Why is "unencrypted" considered a good thing? I find it kind of scary especially for a video conference app.


It's much easier to add encryption to an unencrypted channel than it is to interoperate with a fully encrypted one. As a user you might be more interested in encryption as soon as possible, but to the average HN reader an unencrypted standards-based stack is good news!


Your phone calls aren't point-to-point encrypted, either.


No, not end-to-end, but they are encrypted between your phone and the cell tower.

It's considerably more secure than an open wifi network.


GSM supports optional encryption, but there's no notification to the user whether a given call is encrypted.

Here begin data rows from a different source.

//! vSphere-style backend adapter
//!
//! Drives a virtualization backend where every mutating call returns a
//! task handle instead of a result. The adapter polls each task to
//! completion and only proceeds on Success, so a deploy is a chain of
//! task waits: clone the template, reconfigure sizing, power on.
//!
//! Guest operations (clean shutdown) are separate from power
//! operations (hard off) and only work when guest tools are running
//! inside the VM; the adapter prefers the clean path and falls back.

pub mod adapter;
pub mod sim;
pub mod task;
pub mod vim;

pub use adapter::{VSphereAdapter, VSphereConfig, DEFAULT_TASK_TIMEOUT_SECS};
pub use sim::SimVim;
pub use task::{TaskId, TaskState, TaskStatus};
pub use vim::{CloneSpec, PowerState, VimPort};
//! Daemon configuration
//!
//! One TOML file, loaded once at startup and validated before any
//! backend call. Each backend gets its own optional section; a daemon
//! with zero backend sections has nothing to do and is rejected.

use std::path::Path;
use std::time::Duration;

use serde::Deserialize;

use ansible_provider::AnsibleConfig;
use gantry_core::Backoff;
use openstack_provider::OpenStackConfig;
use vsphere_provider::VSphereConfig;

use crate::error::{OrchestratorError, Result};

fn default_retry_initial_ms() -> u64 {
    500
}

fn default_retry_max_secs() -> u64 {
    30
}

fn default_retry_attempts() -> u32 {
    4
}

fn default_reconcile_interval_secs() -> u64 {
    60
}

/// Engine-wide policy knobs
#[derive(Debug, Clone, Deserialize)]
pub struct EngineConfig {
    /// First retry delay for transient failures, in milliseconds
    #[serde(default = "default_retry_initial_ms")]
    pub retry_initial_ms: u64,

    /// Upper bound on any retry delay, in seconds
    #[serde(default = "default_retry_max_secs")]
    pub retry_max_secs: u64,

    /// Total attempts for a transiently failing operation
    #[serde(default = "default_retry_attempts")]
    pub retry_attempts: u32,

    /// How often the reconciliation sweep re-queries Error resources,
    /// Seconds between reconciliation sweeps
    #[serde(default = "default_reconcile_interval_secs")]
    pub reconcile_interval_secs: u64,
}

impl Default for EngineConfig {
    fn default() -> Self {
        Self {
            retry_initial_ms: default_retry_initial_ms(),
            retry_max_secs: default_retry_max_secs(),
            retry_attempts: default_retry_attempts(),
            reconcile_interval_secs: default_reconcile_interval_secs(),
        }
    }
}

impl EngineConfig {
    /// Backoff schedule for transient retries
    pub fn retry_backoff(&self) -> Backoff {
        Backoff::new(
            Duration::from_millis(self.retry_initial_ms),
            Duration::from_secs(self.retry_max_secs),
        )
    }

    /// Interval between reconciliation sweeps
    pub fn reconcile_interval(&self) -> Duration {
        Duration::from_secs(self.reconcile_interval_secs)
    }
}

/// Full daemon configuration
#[derive(Debug, Clone, Deserialize)]
pub struct GantryConfig {
    /// Engine policy
    #[serde(default)]
    pub engine: EngineConfig,

    /// OpenStack-style backend, if wired
    pub openstack: Option<OpenStackConfig>,

    /// vSphere-style backend, if wired
    pub vsphere: Option<VSphereConfig>,

    /// Playbook-driven backend, if wired
    pub ansible: Option<AnsibleConfig>,
}

impl GantryConfig {
    /// Parse configuration from a TOML string
    pub fn parse(text: &str) -> Result<Self> {
        let config: GantryConfig = toml::from_str(text)?;
        config.validate()?;
        Ok(config)
    }

    /// Load and validate configuration from a file
    pub fn load(path: impl AsRef<Path>) -> Result<Self> {
        let text = std::fs::read_to_string(path)?;
        Self::parse(&text)
    }

    /// How many backend sections are present
    pub fn backend_count(&self) -> usize {
        [
            self.openstack.is_some(),
            self.vsphere.is_some(),
            self.ansible.is_some(),
        ]
        .into_iter()
        .filter(|present| *present)
        .count()
    }

    /// Reject configurations no daemon could run with
    pub fn validate(&self) -> Result<()> {
        if self.backend_count() == 0 {
            return Err(OrchestratorError::Config(
                "at least one backend section ([openstack], [vsphere], [ansible]) is required"
                    .to_string(),
            ));
        }
        if let Some(openstack) = &self.openstack {
            openstack.validate()?;
        }
        if let Some(vsphere) = &self.vsphere {
            vsphere.validate()?;
        }
        if let Some(ansible) = &self.ansible {
            ansible.validate()?;
        }
        if self.engine.retry_attempts == 0 {
            return Err(OrchestratorError::Config(
                "engine.retry_attempts must be positive".to_string(),
            ));
        }
        Ok(())
    }
}

#[cfg(test)]
mod tests {
    use super::*;

    const MINIMAL: &str = r#"
[openstack]
auth_url = "https://keystone.example:5000/v3"
project = "marketplace"
provider_tag = "dc-east"
"#;

    const FULL: &str = r#"
[engine]
retry_initial_ms = 100
retry_attempts = 2
reconcile_interval_secs = 5

[openstack]
auth_url = "https://keystone.example:5000/v3"
project = "marketplace"
provider_tag = "dc-east"
ready_deadline_secs = 120

[vsphere]
endpoint = "https://vcenter.example/sdk"
datacenter = "dc1"
cluster = "general"
datastore = "vsan-1"
network = "tenant-net"
provider_tag = "dc-west"

[ansible]
playbook_dir = "/opt/gantry/playbooks"
provider_tag = "edge-rack"
playbooks = { provision = "provision.yml", teardown = "teardown.yml" }

[[ansible.hosts]]
name = "edge1"
address = "10.9.0.4"
"#;

    #[test]
    fn test_minimal_config_applies_defaults() {
        let config = GantryConfig::parse(MINIMAL).unwrap();
        assert_eq!(config.backend_count(), 1);
        assert_eq!(config.engine.retry_attempts, 4);
        assert_eq!(config.engine.reconcile_interval(), Duration::from_secs(60));
        assert_eq!(config.openstack.unwrap().ready_deadline_secs, 300);
    }

    #[test]
    fn test_full_config_parses_all_backends() {
        let config = GantryConfig::parse(FULL).unwrap();
        assert_eq!(config.backend_count(), 3);
        assert_eq!(config.engine.retry_attempts, 2);
        let ansible = config.ansible.unwrap();
        assert_eq!(ansible.hosts.len(), 1);
        assert_eq!(ansible.playbooks.provision, "provision.yml");
        assert!(ansible.playbooks.start.is_none());
    }

    #[test]
    fn test_no_backends_rejected() {
        let err = GantryConfig::parse("[engine]\nretry_attempts = 3\n").unwrap_err();
        assert!(matches!(err, OrchestratorError::Config(_)), "got {err}");
    }

    #[test]
    fn test_invalid_backend_section_rejected() {
        let text = r#"
[openstack]
auth_url = ""
project = "marketplace"
provider_tag = "dc-east"
"#;
        let err = GantryConfig::parse(text).unwrap_err();
        assert!(err.to_string().contains("auth_url"), "got {err}");
    }

    #[test]
    fn test_malformed_toml_is_parse_error() {
        let err = GantryConfig::parse("[openstack\nauth_url = 3").unwrap_err();
        assert!(matches!(err, OrchestratorError::ConfigParse(_)), "got {err}");
    }

    #[test]
    fn test_load_reads_file() {
        let dir = tempfile::tempdir().unwrap();
        let path = dir.path().join("gantry.toml");
        std::fs::write(&path, MINIMAL).unwrap();

        let config = GantryConfig::load(&path).unwrap();
        assert_eq!(config.backend_count(), 1);

        let err = GantryConfig::load(dir.path().join("absent.toml")).unwrap_err();
        assert!(matches!(err, OrchestratorError::Io(_)), "got {err}");
    }
}
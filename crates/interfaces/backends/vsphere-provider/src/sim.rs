//! Scripted stand-in for the management API
//!
//! Tasks progress one state per status poll: Queued on the first poll,
//! Running for a configurable number of polls, then their terminal
//! state. A task's side effect (the VM appearing, a power change) is
//! applied at the moment it reaches Success, never earlier, so tests
//! observe the same ordering a real backend gives: submit, poll, then
//! see the result.

use std::collections::{HashMap, HashSet};

use async_trait::async_trait;
use tokio::sync::Mutex;

use gantry_core::{AdapterError, ResourceId, ResourceRequest, Result};

use crate::task::{TaskId, TaskState, TaskStatus};
use crate::vim::{CloneSpec, PowerState, VimPort};

#[derive(Debug)]
struct SimVm {
    power: PowerState,
    tools: bool,
    resources: ResourceRequest,
    snapshots: Vec<String>,
}

#[derive(Debug, Clone)]
enum Effect {
    CreateVm { vm: ResourceId, resources: ResourceRequest },
    PowerOn(ResourceId),
    PowerOff(ResourceId),
    Suspend(ResourceId),
    Reconfigure(ResourceId, ResourceRequest),
    Snapshot(ResourceId, String),
    Destroy(ResourceId),
}

#[derive(Debug, Clone)]
enum Terminal {
    Success,
    Error(String),
    Never,
}

#[derive(Debug)]
struct SimTask {
    number: u64,
    queued: bool,
    polls_left: u32,
    terminal: Terminal,
    effect: Effect,
    applied: bool,
}

#[derive(Debug)]
struct SimState {
    vms: HashMap<ResourceId, SimVm>,
    tasks: HashMap<TaskId, SimTask>,
    cancelled: HashSet<u64>,
    next_task: u64,
    next_vm: u64,

    // Behavior knobs
    task_polls: u32,
    fail_at: Option<(u64, String)>,
    stick_at: Option<u64>,
    new_vm_tools: bool,

    // Counters for assertions
    guest_shutdowns: u32,
    power_off_tasks: u32,
}

impl Default for SimState {
    fn default() -> Self {
        Self {
            vms: HashMap::new(),
            tasks: HashMap::new(),
            cancelled: HashSet::new(),
            next_task: 0,
            next_vm: 0,
            task_polls: 1,
            fail_at: None,
            stick_at: None,
            new_vm_tools: true,
            guest_shutdowns: 0,
            power_off_tasks: 0,
        }
    }
}

/// Scripted management API used by tests and lab mode
#[derive(Debug, Default)]
pub struct SimVim {
    state: Mutex<SimState>,
}

impl SimVim {
    /// Backend with no VMs where tasks succeed after one Running poll
    pub fn new() -> Self {
        Self::default()
    }

    /// Number of Running polls before a task completes
    pub fn with_task_polls(mut self, polls: u32) -> Self {
        self.state.get_mut().task_polls = polls;
        self
    }

    /// New VMs come up without guest tools
    pub fn without_guest_tools(mut self) -> Self {
        self.state.get_mut().new_vm_tools = false;
        self
    }

    /// Make the `n`th submitted task (1-based) end in Error
    pub async fn fail_task(&self, n: u64, message: impl Into<String>) {
        self.state.lock().await.fail_at = Some((n, message.into()));
    }

    /// Make the `n`th submitted task (1-based) run forever
    pub async fn stick_task(&self, n: u64) {
        self.state.lock().await.stick_at = Some(n);
    }

    /// Number of VMs currently present
    pub async fn vm_count(&self) -> usize {
        self.state.lock().await.vms.len()
    }

    /// Power state of a VM, if it exists
    pub async fn power_of(&self, id: &ResourceId) -> Option<PowerState> {
        self.state.lock().await.vms.get(id).map(|vm| vm.power)
    }

    /// Resources currently allocated to a VM
    pub async fn resources_of(&self, id: &ResourceId) -> Option<ResourceRequest> {
        self.state
            .lock()
            .await
            .vms
            .get(id)
            .map(|vm| vm.resources.clone())
    }

    /// Snapshot names taken on a VM
    pub async fn snapshots_of(&self, id: &ResourceId) -> Vec<String> {
        self.state
            .lock()
            .await
            .vms
            .get(id)
            .map(|vm| vm.snapshots.clone())
            .unwrap_or_default()
    }

    /// Whether the `n`th submitted task was cancelled
    pub async fn task_cancelled(&self, n: u64) -> bool {
        self.state.lock().await.cancelled.contains(&n)
    }

    /// How many clean guest shutdowns were requested
    pub async fn guest_shutdown_count(&self) -> u32 {
        self.state.lock().await.guest_shutdowns
    }

    /// How many hard power-off tasks were submitted
    pub async fn hard_power_off_count(&self) -> u32 {
        self.state.lock().await.power_off_tasks
    }

    async fn submit(&self, effect: Effect) -> TaskId {
        let mut state = self.state.lock().await;
        state.next_task += 1;
        let number = state.next_task;

        let terminal = if state.fail_at.as_ref().map(|(n, _)| *n) == Some(number) {
            match state.fail_at.take() {
                Some((_, message)) => Terminal::Error(message),
                None => Terminal::Success,
            }
        } else if state.stick_at == Some(number) {
            state.stick_at = None;
            Terminal::Never
        } else {
            Terminal::Success
        };

        let polls_left = state.task_polls;
        let id = TaskId::new(format!("task-{number}"));
        state.tasks.insert(
            id.clone(),
            SimTask {
                number,
                queued: true,
                polls_left,
                terminal,
                effect,
                applied: false,
            },
        );
        id
    }

    async fn require_vm(&self, vm: &ResourceId) -> Result<()> {
        if self.state.lock().await.vms.contains_key(vm) {
            Ok(())
        } else {
            Err(AdapterError::not_found(format!("vm {vm}")))
        }
    }
}

fn apply_effect(state: &mut SimState, effect: &Effect) -> Option<ResourceId> {
    match effect {
        Effect::CreateVm { vm, resources } => {
            state.vms.insert(
                vm.clone(),
                SimVm {
                    power: PowerState::PoweredOff,
                    tools: state.new_vm_tools,
                    resources: resources.clone(),
                    snapshots: Vec::new(),
                },
            );
            Some(vm.clone())
        }
        Effect::PowerOn(vm) => {
            if let Some(v) = state.vms.get_mut(vm) {
                v.power = PowerState::PoweredOn;
            }
            None
        }
        Effect::PowerOff(vm) => {
            if let Some(v) = state.vms.get_mut(vm) {
                v.power = PowerState::PoweredOff;
            }
            None
        }
        Effect::Suspend(vm) => {
            if let Some(v) = state.vms.get_mut(vm) {
                v.power = PowerState::Suspended;
            }
            None
        }
        Effect::Reconfigure(vm, resources) => {
            if let Some(v) = state.vms.get_mut(vm) {
                v.resources = resources.clone();
            }
            None
        }
        Effect::Snapshot(vm, name) => {
            if let Some(v) = state.vms.get_mut(vm) {
                v.snapshots.push(name.clone());
            }
            None
        }
        Effect::Destroy(vm) => {
            state.vms.remove(vm);
            None
        }
    }
}

fn effect_entity(effect: &Effect) -> Option<ResourceId> {
    match effect {
        Effect::CreateVm { vm, .. } => Some(vm.clone()),
        _ => None,
    }
}

#[async_trait]
impl VimPort for SimVim {
    async fn clone_from_template(&self, spec: &CloneSpec) -> Result<TaskId> {
        let vm = {
            let mut state = self.state.lock().await;
            state.next_vm += 1;
            ResourceId::new(format!("vm-{}", state.next_vm))
        };
        Ok(self
            .submit(Effect::CreateVm {
                vm,
                resources: spec.resources.clone(),
            })
            .await)
    }

    async fn reconfigure_vm(&self, vm: &ResourceId, resources: &ResourceRequest) -> Result<TaskId> {
        self.require_vm(vm).await?;
        Ok(self
            .submit(Effect::Reconfigure(vm.clone(), resources.clone()))
            .await)
    }

    async fn power_on(&self, vm: &ResourceId) -> Result<TaskId> {
        self.require_vm(vm).await?;
        Ok(self.submit(Effect::PowerOn(vm.clone())).await)
    }

    async fn power_off(&self, vm: &ResourceId) -> Result<TaskId> {
        self.require_vm(vm).await?;
        self.state.lock().await.power_off_tasks += 1;
        Ok(self.submit(Effect::PowerOff(vm.clone())).await)
    }

    async fn suspend_vm(&self, vm: &ResourceId) -> Result<TaskId> {
        self.require_vm(vm).await?;
        Ok(self.submit(Effect::Suspend(vm.clone())).await)
    }

    async fn create_snapshot(&self, vm: &ResourceId, name: &str) -> Result<TaskId> {
        self.require_vm(vm).await?;
        Ok(self
            .submit(Effect::Snapshot(vm.clone(), name.to_string()))
            .await)
    }

    async fn destroy_vm(&self, vm: &ResourceId) -> Result<TaskId> {
        self.require_vm(vm).await?;
        Ok(self.submit(Effect::Destroy(vm.clone())).await)
    }

    async fn task_status(&self, task: &TaskId) -> Result<TaskStatus> {
        let mut state = self.state.lock().await;

        let number = state
            .tasks
            .get(task)
            .map(|t| t.number)
            .ok_or_else(|| AdapterError::not_found(format!("task {task}")))?;
        if state.cancelled.contains(&number) {
            return Ok(TaskStatus::error("task cancelled"));
        }

        let (effect, needs_apply) = {
            let Some(t) = state.tasks.get_mut(task) else {
                return Err(AdapterError::not_found(format!("task {task}")));
            };
            if t.queued {
                t.queued = false;
                return Ok(TaskStatus::in_flight(TaskState::Queued));
            }
            match &t.terminal {
                Terminal::Never => return Ok(TaskStatus::in_flight(TaskState::Running)),
                _ if t.polls_left > 0 => {
                    t.polls_left -= 1;
                    return Ok(TaskStatus::in_flight(TaskState::Running));
                }
                Terminal::Error(message) => return Ok(TaskStatus::error(message.clone())),
                Terminal::Success => {
                    let needs_apply = !t.applied;
                    t.applied = true;
                    (t.effect.clone(), needs_apply)
                }
            }
        };

        let entity = if needs_apply {
            apply_effect(&mut state, &effect)
        } else {
            effect_entity(&effect)
        };
        Ok(TaskStatus::success(entity))
    }

    async fn cancel_task(&self, task: &TaskId) -> Result<()> {
        let mut state = self.state.lock().await;
        let number = state
            .tasks
            .get(task)
            .map(|t| t.number)
            .ok_or_else(|| AdapterError::not_found(format!("task {task}")))?;
        state.cancelled.insert(number);
        Ok(())
    }

    async fn vm_power_state(&self, vm: &ResourceId) -> Result<PowerState> {
        self.state
            .lock()
            .await
            .vms
            .get(vm)
            .map(|v| v.power)
            .ok_or_else(|| AdapterError::not_found(format!("vm {vm}")))
    }

    async fn guest_tools_running(&self, vm: &ResourceId) -> Result<bool> {
        self.state
            .lock()
            .await
            .vms
            .get(vm)
            .map(|v| v.tools && v.power == PowerState::PoweredOn)
            .ok_or_else(|| AdapterError::not_found(format!("vm {vm}")))
    }

    async fn shutdown_guest(&self, vm: &ResourceId) -> Result<()> {
        let mut state = self.state.lock().await;
        let v = state
            .vms
            .get_mut(vm)
            .ok_or_else(|| AdapterError::not_found(format!("vm {vm}")))?;
        if !v.tools || v.power != PowerState::PoweredOn {
            return Err(AdapterError::backend(format!(
                "guest tools not running in vm {vm}"
            )));
        }
        v.power = PowerState::PoweredOff;
        state.guest_shutdowns += 1;
        Ok(())
    }
}
//! Orchestrator error type

use thiserror::Error;

use gantry_core::{AdapterError, ResourceId};
use gantry_scheduler::SchedulerError;

/// Result type for orchestrator operations
pub type Result<T> = std::result::Result<T, OrchestratorError>;

/// Errors from the orchestration engine and its configuration
#[derive(Debug, Error)]
pub enum OrchestratorError {
    /// Bad or incomplete startup configuration
    #[error("Configuration error: {0}")]
    Config(String),

    /// No configured backend satisfies the request's selector
    #[error("No backend matches selector: {0}")]
    NoBackend(String),

    /// The registry has no entry for this resource
    #[error("Unknown resource: {0}")]
    UnknownResource(ResourceId),

    /// A backend adapter failed; the class drives retry policy
    #[error(transparent)]
    Adapter(#[from] AdapterError),

    /// The job scheduler rejected an operation
    #[error(transparent)]
    Scheduler(#[from] SchedulerError),

    /// Reading a configuration or manifest file failed
    #[error("I/O error: {0}")]
    Io(#[from] std::io::Error),

    /// The configuration file is not valid TOML
    #[error("Configuration parse error: {0}")]
    ConfigParse(#[from] toml::de::Error),
}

Yes, but I'm pretty sure all US carriers use it all the time

(Though it's true that this opens you up to a potential MITM attack by a well equipped adversary, it's still a far cry from an open wifi network)


Remember all those scandals where politicians sent sexy texts to people they weren't supposed to? Video looks a lot better on the evening news.

Cue first FaceTime scandal in 3, 2...


I'm pretty sure those are usually leaked, not intercepted.


I may be missing something, but isn’t he saying that the FaceTime call, once initiated by a traditional phone call, is encrypted?

“Only the call part is Vanilla SIP. The procedure for registering a Facetime user into their servers etc. is all non-SIP, encrypted/ciphered.”


Does anyone think they're trying to figure out IPv6 to make this work over 3G?


What does one have to do with the other?